● How to complete this task
From the records below, copy every line that contains the word "else".

● Dataset content
==*==
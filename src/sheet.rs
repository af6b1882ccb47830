//! Spreadsheet decoding: CSV and Excel (.xlsx/.xlsm/.xls) into a [`Table`].
//!
//! This is the raw-bytes reader the pipeline consumes. No normalization happens
//! here beyond rendering Excel cells (including serial dates) to strings.

use crate::table::Table;
use anyhow::{Context, Result};
use calamine::{open_workbook_from_rs, Data, Reader, Xls, Xlsx};
use std::io::Cursor;

/// Decode an uploaded file into a table. Dispatches on the filename extension.
///
/// Excel workbooks may carry several worksheets; the exports this service
/// ingests keep their data on the first non-empty sheet, so that one wins.
pub fn read_table(filename: &str, data: &[u8]) -> Result<Table> {
    let ext = filename.rsplit('.').next().unwrap_or("").to_lowercase();

    match ext.as_str() {
        "csv" => read_csv(data),
        "xlsx" | "xlsm" => {
            let mut workbook: Xlsx<_> = open_workbook_from_rs(Cursor::new(data))
                .context("Failed to open Excel workbook")?;
            first_sheet_table(&mut workbook)
        }
        "xls" => {
            let mut workbook: Xls<_> = open_workbook_from_rs(Cursor::new(data))
                .context("Failed to open legacy Excel workbook")?;
            first_sheet_table(&mut workbook)
        }
        _ => anyhow::bail!(
            "Unsupported file type: .{}. Supported: .csv, .xlsx, .xlsm, .xls",
            ext
        ),
    }
}

fn read_csv(data: &[u8]) -> Result<Table> {
    let mut reader = csv::ReaderBuilder::new()
        .flexible(true)
        .has_headers(true)
        .from_reader(data);

    let headers: Vec<String> = reader
        .headers()
        .context("Failed to read CSV headers")?
        .iter()
        .map(|h| h.to_string())
        .collect();

    if headers.is_empty() || headers.iter().all(|h| h.trim().is_empty()) {
        anyhow::bail!("CSV file has no header row");
    }

    let mut rows = Vec::new();
    for result in reader.records() {
        let record = result.context("Failed to read CSV record")?;
        let row: Vec<String> = record.iter().map(|f| f.to_string()).collect();
        if row.iter().all(|v| v.trim().is_empty()) {
            continue;
        }
        rows.push(row);
    }

    Ok(Table::from_strings(headers, rows))
}

/// Walk the workbook's sheets in order and return the first one that has a
/// header row and at least one data row.
fn first_sheet_table<RS, W>(workbook: &mut W) -> Result<Table>
where
    RS: std::io::Read + std::io::Seek,
    W: Reader<RS>,
    W::Error: std::error::Error + Send + Sync + 'static,
{
    let sheet_names: Vec<String> = workbook.sheet_names().to_vec();

    for name in &sheet_names {
        let range = match workbook.worksheet_range(name) {
            Ok(r) => r,
            Err(e) => {
                tracing::warn!("Skipping sheet '{}': {}", name, e);
                continue;
            }
        };

        if let Some(table) = range_to_table(&range) {
            return Ok(table);
        }
    }

    anyhow::bail!("No sheet with data found in workbook")
}

/// Convert a calamine Range into a Table. First row = headers.
/// Returns None for sheets that are empty or have only a header row.
fn range_to_table(range: &calamine::Range<Data>) -> Option<Table> {
    let mut row_iter = range.rows();

    let header_row = row_iter.next()?;
    let headers: Vec<String> = header_row.iter().map(cell_to_string).collect();

    if headers.is_empty() || headers.iter().all(|h| h.trim().is_empty()) {
        return None;
    }

    let mut rows = Vec::new();
    for row in row_iter {
        let values: Vec<String> = row.iter().map(cell_to_string).collect();
        if values.iter().all(|v| v.is_empty()) {
            continue;
        }
        rows.push(values);
    }

    if rows.is_empty() {
        return None;
    }

    Some(Table::from_strings(headers, rows))
}

/// Render a calamine cell as a string.
fn cell_to_string(cell: &Data) -> String {
    match cell {
        Data::Empty => String::new(),
        Data::String(s) => s.clone(),
        Data::Int(i) => i.to_string(),
        Data::Float(f) => {
            // Avoid trailing ".0" for whole numbers
            if *f == (*f as i64) as f64 && f.abs() < i64::MAX as f64 {
                format!("{}", *f as i64)
            } else {
                format!("{}", f)
            }
        }
        Data::Bool(b) => b.to_string(),
        Data::DateTime(dt) => excel_serial_to_string(dt.as_f64()),
        Data::DateTimeIso(s) => s.clone(),
        Data::DurationIso(s) => s.clone(),
        Data::Error(e) => format!("#ERR:{:?}", e),
    }
}

/// Convert an Excel serial date number to an ISO string.
/// Excel epoch: 1899-12-30, with the 1900 leap year bug (serial 60 is the
/// nonexistent "Feb 29, 1900"); 1970-01-01 is serial 25569.
fn excel_serial_to_string(serial: f64) -> String {
    let days = serial as i64;
    let frac = serial - days as f64;

    // Serials before the fake Feb 29, 1900 sit one day closer to the epoch.
    let unix_days = if days > 59 { days - 25569 } else { days - 25568 };
    let total_secs = unix_days * 86400 + (frac * 86400.0) as i64;

    let secs_of_day = (total_secs % 86400 + 86400) % 86400;
    let hours = secs_of_day / 3600;
    let minutes = (secs_of_day % 3600) / 60;
    let seconds = secs_of_day % 60;

    let date = chrono::DateTime::from_timestamp(total_secs - secs_of_day, 0)
        .map(|dt| dt.date_naive())
        .unwrap_or_default();

    if hours == 0 && minutes == 0 && seconds == 0 {
        date.format("%Y-%m-%d").to_string()
    } else {
        format!(
            "{} {:02}:{:02}:{:02}",
            date.format("%Y-%m-%d"),
            hours,
            minutes,
            seconds
        )
    }
}

#[cfg(test)]
mod tests {
    use super::*;
    use crate::table::Cell;

    #[test]
    fn test_read_csv_basic() {
        let data = b"Cod. Cliente,Cliente,Material\nCLI001,Acme,100001\nCLI002,Beta,100002\n";
        let table = read_table("vendas.csv", data).unwrap();
        assert_eq!(
            table.columns,
            vec!["Cod. Cliente", "Cliente", "Material"]
        );
        assert_eq!(table.row_count(), 2);
        assert_eq!(table.cell(0, "Cliente"), Some(&Cell::Text("Acme".into())));
    }

    #[test]
    fn test_read_csv_skips_blank_rows() {
        let data = b"a,b\n1,2\n,\n3,4\n";
        let table = read_table("x.csv", data).unwrap();
        assert_eq!(table.row_count(), 2);
    }

    #[test]
    fn test_read_csv_flexible_widths() {
        // Short rows are padded to header width
        let data = b"a,b,c\n1,2,3\n4,5\n";
        let table = read_table("flex.csv", data).unwrap();
        assert_eq!(table.row_count(), 2);
        assert_eq!(table.cell(1, "c"), Some(&Cell::Text(String::new())));
    }

    #[test]
    fn test_unsupported_extension() {
        assert!(read_table("notes.txt", b"data").is_err());
    }

    #[test]
    fn test_excel_serial_dates() {
        // 2024-01-15 is serial 45306
        assert_eq!(excel_serial_to_string(45306.0), "2024-01-15");
        // Time-of-day fraction keeps the timestamp
        assert_eq!(excel_serial_to_string(45306.5), "2024-01-15 12:00:00");
    }
}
==*==
● Solved problem
            } else {
    let unix_days = if days > 59 { days - 25569 } else { days - 25568 };
    } else {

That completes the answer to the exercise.